Things We Lost In The Fire - Review by Sandra Dupuy

Director: Susanne Bier
Screenwriter: Allan Loeb
Running Time: 115 mins
Certificate: 15
Released: Feb 1st


The family and its complex mechanics are at the heart of Dogma director Susanne Bier’s work. She has successfully tackled many related issues in previous Danish work like Open Hearts (2002), Brothers (2004) and After the Wedding (2006). Things We Lost in the Fire, her first foray into English language and Hollywood territory, picks up where After the Wedding had ended, a funeral.

The death of a loved one is the most damaging event one can experience. It leaves you feeling empty, guilty and cursing life’s futility. Such is widow Audrey Burke’s (Halle Berry) state of mind at the opening of the film. Impulsively befriending her husband Brian’s (David Duchovny) childhood friend Jerry Sunborne (Benicio Del Toro), a recovering addict, she navigates grief and denial with him until they build up strength to bounce back.

A gut-wrenching immersion into mourning and addiction, Things We Lost… does not quite possess the subtle poignancy of After the Wedding. However, Bier brings credibility and decency to Allan Loeb’s fairly flawed script. It is a masochistic pleasure to delve into Things we Lost… with an increasingly melancholy heart, thanks to its flowing and searching camera moves. The extreme close-ups on the characters’ eyes, abstract windows of their soul, lead us into a maze of emotions to painful to be uttered or confronted.
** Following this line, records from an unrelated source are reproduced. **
//! Observable Cells
//!
//! A cell is the entry point into observable state. It owns a root record
//! with a single `value` field, so that replacing the whole value is an
//! ordinary tracked write on that field.
//!
//! # How Cells Work
//!
//! 1. Reading [`Cell::get`] inside an observer registers the observer on
//!    the root's `value` key, and hands back a wrapper if the value is a
//!    container.
//!
//! 2. [`Cell::set`] writes the `value` field. Observers of the root are
//!    queued unless the new value is identical to the old one.
//!
//! 3. Everything reached through the returned wrapper is tracked key by
//!    key, so an observer that read `value.user.name` re-runs when either
//!    the name, the user or the whole value is replaced.
//!
//! # Example
//!
//! ```rust
//! use observable_core::Runtime;
//!
//! let rt = Runtime::new();
//! let count = rt.observable(1).unwrap();
//! let doubled = {
//!     let count = count.clone();
//!     rt.derived(move || count.get().as_i64().unwrap_or(0) * 2).unwrap()
//! };
//!
//! count.set(5);
//! rt.settle().unwrap();
//! assert_eq!(doubled.get().as_i64(), Some(10));
//! ```

use std::fmt;
use std::rc::{Rc, Weak};

use super::runtime::RuntimeInner;
use super::wrapper::{Observed, Reactive, WrapperNode};
use crate::value::{ContainerId, Key, Value};

/// An observable cell. Clones refer to the same cell.
#[derive(Clone, PartialEq)]
pub struct Cell {
    root: Reactive,
}

impl Cell {
    pub(crate) fn new(root: Reactive) -> Self {
        Self { root }
    }

    /// Identity of the cell's root record.
    pub fn id(&self) -> ContainerId {
        self.root.id()
    }

    /// Tracked read of the cell's value.
    pub fn get(&self) -> Observed {
        self.root.get(Key::root()).unwrap_or_default()
    }

    /// Read the value without registering anything.
    pub fn get_untracked(&self) -> Observed {
        self.root.get_untracked(Key::root()).unwrap_or_default()
    }

    /// Replace the cell's value.
    pub fn set(&self, value: impl Into<Value>) {
        self.root
            .set(Key::root(), value)
            .expect("cell root is a record");
    }

    /// Replace the value with `f` applied to the current one. The current
    /// value is read untracked.
    pub fn update<V: Into<Value>>(&self, f: impl FnOnce(Observed) -> V) {
        let next = f(self.get_untracked());
        self.set(next);
    }

    /// The wrapper over the cell's root record.
    pub fn reactive(&self) -> &Reactive {
        &self.root
    }

    /// Untracked deep snapshot of the value.
    pub fn snapshot(&self) -> serde_json::Value {
        self.get_untracked().to_json()
    }

    /// A reference that does not keep the cell alive.
    pub fn downgrade(&self) -> WeakCell {
        WeakCell {
            node: Rc::downgrade(self.root.node()),
            runtime: self.root.runtime_ref().clone(),
        }
    }
}

impl fmt::Debug for Cell {
    fn fmt(&self, f: &mut fmt::Formatter<'_>) -> fmt::Result {
        f.debug_struct("Cell")
            .field("id", &self.id())
            .field("value", &self.snapshot())
            .finish()
    }
}

/// Weak counterpart of [`Cell`].
#[derive(Clone)]
pub struct WeakCell {
    node: Weak<WrapperNode>,
    runtime: Weak<RuntimeInner>,
}

impl WeakCell {
    pub fn upgrade(&self) -> Option<Cell> {
        let node = self.node.upgrade()?;
        Some(Cell::new(Reactive::new(node, self.runtime.clone())))
    }
}

impl fmt::Debug for WeakCell {
    fn fmt(&self, f: &mut fmt::Formatter<'_>) -> fmt::Result {
        f.debug_struct("WeakCell")
            .field("alive", &(self.node.strong_count() > 0))
            .finish()
    }
}

#[cfg(test)]
mod tests {
    use serde_json::json;

    use crate::reactive::Runtime;
    use crate::value::Value;

    #[test]
    fn cell_exposes_its_value() {
        let rt = Runtime::new();
        let cell = rt.observable(Value::from(json!({ "a": [1, 2] }))).unwrap();

        let value = cell.get();
        let items = value.get("a").unwrap();
        assert_eq!(items.reactive().unwrap().len(), 2);
        assert_eq!(cell.snapshot(), json!({ "a": [1, 2] }));
    }

    #[test]
    fn update_applies_to_current_value() {
        let rt = Runtime::new();
        let cell = rt.observable(2).unwrap();
        cell.update(|n| n.as_i64().unwrap_or(0) + 3);
        assert_eq!(cell.get().as_i64(), Some(5));
    }

    #[test]
    fn weak_cell_does_not_keep_the_cell_alive() {
        let rt = Runtime::new();
        let cell = rt.observable("x").unwrap();
        let weak = cell.downgrade();
        assert_eq!(weak.upgrade(), Some(cell.clone()));
        drop(cell);
        assert!(weak.upgrade().is_none());
    }

    #[test]
    fn cells_outlive_their_runtime_as_plain_state() {
        let rt = Runtime::new();
        let cell = rt.observable(1).unwrap();
        drop(rt);
        cell.set(2);
        assert_eq!(cell.get().as_i64(), Some(2));
        assert!(cell.reactive().runtime().is_none());
    }
}
//! Mutation Batch Scheduler
//!
//! Collects the observers invalidated during one synchronous turn, together
//! with the ordered log of the mutations that invalidated them, until the
//! next flush.
//!
//! # Algorithm
//!
//! 1. Every notifying write appends its event to the log and adds the
//!    observers registered on the written key to the pending set. The set
//!    is insertion-ordered and duplicate-free, so an observer invalidated by
//!    five writes is queued once, at the position of the first.
//! 2. The runtime cancels any armed flush and arms a fresh one.
//! 3. The flush takes the whole batch out before running anything, so
//!    writes performed by the re-run observers land in a fresh batch served
//!    by a subsequent flush.
//!
//! Without this, five sequential writes to one cell would re-run every
//! dependent observer five times; with it each runs once against the final
//! state.

use indexmap::IndexSet;

use super::executor::ArmedFlush;
use super::log::MutationEvent;
use super::ObserverId;
use crate::value::ContainerId;

/// A batch taken out of the scheduler by a flush.
#[derive(Debug, Default)]
pub(crate) struct Batch {
    pub flush: u64,
    pub observers: Vec<ObserverId>,
    /// Events tagged with the root container of the cell they belong to.
    pub events: Vec<(ContainerId, MutationEvent)>,
}

#[derive(Default)]
pub(crate) struct Scheduler {
    pending: IndexSet<ObserverId>,
    log: Vec<(ContainerId, MutationEvent)>,
    armed: Option<Box<dyn ArmedFlush>>,
    flushing: bool,
    flushes: u64,
}

impl Scheduler {
    /// Queue `observers` and log `event`.
    pub fn schedule(
        &mut self,
        observers: impl IntoIterator<Item = ObserverId>,
        cell: ContainerId,
        event: MutationEvent,
    ) {
        self.pending.extend(observers);
        self.log.push((cell, event));
    }

    /// Swap in a newly armed flush, returning the one it replaces.
    pub fn rearm(&mut self, armed: Box<dyn ArmedFlush>) -> Option<Box<dyn ArmedFlush>> {
        self.armed.replace(armed)
    }

    pub fn disarm(&mut self) -> Option<Box<dyn ArmedFlush>> {
        self.armed.take()
    }

    /// Take the pending batch, or `None` if nothing happened since the
    /// last flush.
    pub fn take_batch(&mut self) -> Option<Batch> {
        if !self.has_pending() {
            return None;
        }
        self.flushes += 1;
        Some(Batch {
            flush: self.flushes,
            observers: std::mem::take(&mut self.pending).into_iter().collect(),
            events: std::mem::take(&mut self.log),
        })
    }

    /// Drop `observer` from the pending set.
    pub fn forget(&mut self, observer: ObserverId) {
        self.pending.shift_remove(&observer);
    }

    pub fn has_pending(&self) -> bool {
        !self.pending.is_empty() || !self.log.is_empty()
    }

    pub fn is_flushing(&self) -> bool {
        self.flushing
    }

    pub fn set_flushing(&mut self, flushing: bool) {
        self.flushing = flushing;
    }

    /// Number of flushes taken so far.
    pub fn flush_count(&self) -> u64 {
        self.flushes
    }
}

#[cfg(test)]
mod tests {
    use super::*;
    use crate::reactive::log::MutationKind;
    use crate::value::{Container, Key};
    use smallvec::smallvec;

    fn event(field: &str) -> MutationEvent {
        MutationEvent {
            kind: MutationKind::Set,
            path: smallvec![Key::root(), Key::field(field)],
        }
    }

    #[test]
    fn pending_set_is_deduplicated_in_first_insertion_order() {
        let mut scheduler = Scheduler::default();
        let cell = Container::record([("value", 0)]).id();
        let a = ObserverId::new();
        let b = ObserverId::new();

        scheduler.schedule([b, a], cell, event("x"));
        scheduler.schedule([a, b], cell, event("y"));
        scheduler.schedule([b], cell, event("x"));

        let batch = scheduler.take_batch().expect("batch pending");
        assert_eq!(batch.flush, 1);
        assert_eq!(batch.observers, vec![b, a]);
        assert_eq!(batch.events.len(), 3);
        assert!(!scheduler.has_pending());
    }

    #[test]
    fn empty_scheduler_has_no_batch() {
        let mut scheduler = Scheduler::default();
        assert!(scheduler.take_batch().is_none());
        assert_eq!(scheduler.flush_count(), 0);
    }

    #[test]
    fn events_without_observers_still_form_a_batch() {
        let mut scheduler = Scheduler::default();
        let cell = Container::record([("value", 0)]).id();
        scheduler.schedule([], cell, event("a"));

        let batch = scheduler.take_batch().expect("log pending");
        assert!(batch.observers.is_empty());
        assert_eq!(batch.events.len(), 1);
    }

    #[test]
    fn forgotten_observers_are_not_flushed() {
        let mut scheduler = Scheduler::default();
        let cell = Container::record([("value", 0)]).id();
        let a = ObserverId::new();
        let b = ObserverId::new();

        scheduler.schedule([a, b], cell, event("a"));
        scheduler.forget(a);

        assert_eq!(scheduler.take_batch().unwrap().observers, vec![b]);
    }
}
pub mod product;

pub use product::{format_timestamp, whole_number, Product, DEFAULT_TITLE};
Entrancing twilights, atmospheric palettes of unsaturated blues and greys and a haunting piano tune envelop Audrey, her children and Jerry’s sorrowful wanders with quiet compassion.
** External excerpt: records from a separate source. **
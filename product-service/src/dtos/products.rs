use crate::models::{Product, DEFAULT_TITLE};
use chrono::{DateTime, Utc};
use serde::Serialize;
use serde_json::{Map, Value};
use thiserror::Error;

pub const REQUIRED_FIELDS_MESSAGE: &str = "ASIN and Cost are required fields.";
pub const CREATED_MESSAGE: &str = "Product created successfully!";

#[derive(Debug, Clone, PartialEq, Eq, Error)]
pub enum ValidationError {
    #[error("ASIN is required.")]
    MissingAsin,
    #[error("Cost is required.")]
    MissingCost,
    #[error("Cost must be a valid number.")]
    InvalidCost,
    #[error("{0} must be a string.")]
    InvalidField(&'static str),
}

impl ValidationError {
    fn is_missing_required(&self) -> bool {
        matches!(self, Self::MissingAsin | Self::MissingCost)
    }
}

/// Client-facing message for a rejected payload.
pub fn validation_message(errors: &[ValidationError]) -> String {
    if errors.iter().any(ValidationError::is_missing_required) {
        return REQUIRED_FIELDS_MESSAGE.to_string();
    }
    errors
        .first()
        .map(ToString::to_string)
        .unwrap_or_else(|| REQUIRED_FIELDS_MESSAGE.to_string())
}

/// Raw body of `POST /api/products`. Fields stay untyped until [`validate`]
/// so absent, `null` and wrongly-typed values can be told apart.
///
/// [`validate`]: CreateProductRequest::validate
#[derive(Debug, Default, Clone)]
pub struct CreateProductRequest {
    fields: Map<String, Value>,
}

impl CreateProductRequest {
    /// An empty body reads as `{}`. Valid JSON that is not an object carries
    /// no fields. Malformed JSON is an error.
    pub fn from_slice(body: &[u8]) -> Result<Self, serde_json::Error> {
        if body.iter().all(u8::is_ascii_whitespace) {
            return Ok(Self::default());
        }

        let fields = match serde_json::from_slice::<Value>(body)? {
            Value::Object(fields) => fields,
            _ => Map::new(),
        };

        Ok(Self { fields })
    }

    pub fn validate(&self, now: DateTime<Utc>) -> Result<Product, Vec<ValidationError>> {
        let mut errors = Vec::new();

        let asin = match self.fields.get("asin") {
            Some(Value::String(asin)) if !asin.is_empty() => Some(asin.clone()),
            _ => {
                errors.push(ValidationError::MissingAsin);
                None
            }
        };

        let cost = match self.fields.get("cost") {
            None | Some(Value::Null) => {
                errors.push(ValidationError::MissingCost);
                None
            }
            Some(value) => {
                let cost = coerce_number(value);
                if cost.is_none() {
                    errors.push(ValidationError::InvalidCost);
                }
                cost
            }
        };

        let upc = self.optional_text("upc", &mut errors);
        let sku = self.optional_text("sku", &mut errors);
        let title = self.optional_text("title", &mut errors);

        match (asin, cost) {
            (Some(asin), Some(cost)) if errors.is_empty() => Ok(Product {
                asin,
                upc,
                sku,
                title: title.unwrap_or_else(|| DEFAULT_TITLE.to_string()),
                cost,
                created_at: now,
                updated_at: now,
            }),
            _ => Err(errors),
        }
    }

    /// Absent, `null` and `""` map to `None`; numbers are kept as their
    /// decimal text.
    fn optional_text(
        &self,
        field: &'static str,
        errors: &mut Vec<ValidationError>,
    ) -> Option<String> {
        match self.fields.get(field) {
            None | Some(Value::Null) => None,
            Some(Value::String(text)) if text.is_empty() => None,
            Some(Value::String(text)) => Some(text.clone()),
            Some(Value::Number(number)) => Some(number.to_string()),
            Some(_) => {
                errors.push(ValidationError::InvalidField(field));
                None
            }
        }
    }
}

fn coerce_number(value: &Value) -> Option<f64> {
    let number = match value {
        Value::Number(number) => number.as_f64()?,
        Value::String(text) => {
            let text = text.trim();
            if text.is_empty() {
                return None;
            }
            text.parse::<f64>().ok()?
        }
        _ => return None,
    };

    number.is_finite().then_some(number)
}

/// Envelope for successful responses.
#[derive(Debug, Serialize)]
pub struct ApiResponse<T> {
    pub success: bool,
    pub message: String,
    pub data: T,
}

impl<T> ApiResponse<T> {
    pub fn success(message: impl Into<String>, data: T) -> Self {
        Self {
            success: true,
            message: message.into(),
            data,
        }
    }
}
use crate::dtos::{validation_message, ApiResponse, CreateProductRequest, CREATED_MESSAGE};
use crate::startup::AppState;
use axum::{body::Bytes, extract::State, http::StatusCode, response::IntoResponse, Json};
use chrono::Utc;
use service_core::error::AppError;

/// `POST /api/products`: validate, apply defaults, create-or-replace by ASIN.
pub async fn create_product(
    State(state): State<AppState>,
    body: Bytes,
) -> Result<impl IntoResponse, AppError> {
    let request = CreateProductRequest::from_slice(&body).map_err(|e| {
        tracing::error!(error = %e, "Error creating product: request body is not valid JSON");
        AppError::InternalError(anyhow::anyhow!("Malformed request body: {}", e))
    })?;

    let product = request.validate(Utc::now()).map_err(|errors| {
        tracing::debug!(?errors, "Rejected product payload");
        AppError::BadRequest(anyhow::anyhow!(validation_message(&errors)))
    })?;

    state.store.upsert(&product).await.map_err(|e| {
        tracing::error!(asin = %product.asin, error = %e, "Error creating product");
        e
    })?;

    tracing::info!(asin = %product.asin, "Product created/updated");

    Ok((
        StatusCode::CREATED,
        Json(ApiResponse::success(CREATED_MESSAGE, product)),
    ))
}
pub mod products;

pub use products::{
    validation_message, ApiResponse, CreateProductRequest, ValidationError, CREATED_MESSAGE,
    REQUIRED_FIELDS_MESSAGE,
};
Though the ambiguous portrayal of Audrey Burke is Berry’s best performance since playing Leticia Musgrove in Mark Forster’s 2001 Monster’s Ball, a couple of scenes strongly hint at the quest for another Oscar. While Berry can play Audrey with alternate indifference, despair and ferocity without being completely compelling, Del Toro inhabits Jerry with such grace, guts and abandon that his portrait of a down-and-out junkie is the most intricate depiction of addiction and forsaken humanity ever to come to celluloid life. Some of Berry and Duchovny’s lines sound unrealistic and naïve, bordering on ludicrous, but Del Toro’s acting tour-de-force redeems narrative flaws and melodramatic outbursts alike. He is the film’s anchor, transforming Things We Lost in the Fire from what could have been a superior tear-jerker into a mesmerising study of love, loss and resilience.